» **TASK DESCRIPTION**:
Which lines below include the string "impl"? Please show each one.

^^^^

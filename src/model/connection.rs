// SPDX-FileCopyrightText: 2026 Bruno Meilick
// SPDX-License-Identifier: LicenseRef-Mindweave-FreeUse-NoCopy-NoDerivatives
//
// All rights reserved.
//
// This file is part of Mindweave and is proprietary software.
// Unauthorized copying, modification, or distribution is prohibited.

use serde::{Deserialize, Serialize};
use serde_json::{Map, Value};

use super::ids::{ConnectionId, NodeId};
use super::style::{default_connection_style, Style};

/// A free-form labeled edge between two nodes, independent of the parent/child hierarchy.
#[derive(Debug, Clone, PartialEq, Serialize, Deserialize)]
pub struct Connection {
    pub id: ConnectionId,
    pub from: NodeId,
    pub to: NodeId,
    #[serde(default, skip_serializing_if = "Option::is_none")]
    pub text: Option<String>,
    #[serde(default)]
    pub style: Style,
    #[serde(flatten)]
    pub extra: Map<String, Value>,
}

impl Connection {
    pub fn new(id: ConnectionId, from: NodeId, to: NodeId) -> Self {
        Self {
            id,
            from,
            to,
            text: None,
            style: default_connection_style(),
            extra: Map::new(),
        }
    }

    /// True when this connection joins `a` and `b` in either direction.
    pub fn joins(&self, a: &NodeId, b: &NodeId) -> bool {
        (&self.from == a && &self.to == b) || (&self.from == b && &self.to == a)
    }

    pub fn touches(&self, node_id: &NodeId) -> bool {
        &self.from == node_id || &self.to == node_id
    }

    pub fn apply_patch(&mut self, patch: &ConnectionPatch) {
        if let Some(text) = &patch.text {
            self.text = text.clone();
        }
        if let Some(style) = &patch.style {
            self.style = style.clone();
        }
    }
}

#[derive(Debug, Clone, Default, PartialEq)]
pub struct ConnectionPatch {
    pub text: Option<Option<String>>,
    pub style: Option<Style>,
}

impl ConnectionPatch {
    pub fn label(text: Option<String>) -> Self {
        Self {
            text: Some(text),
            style: None,
        }
    }
}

^^^^

» **RESPONSE**:
impl Connection {
impl ConnectionPatch {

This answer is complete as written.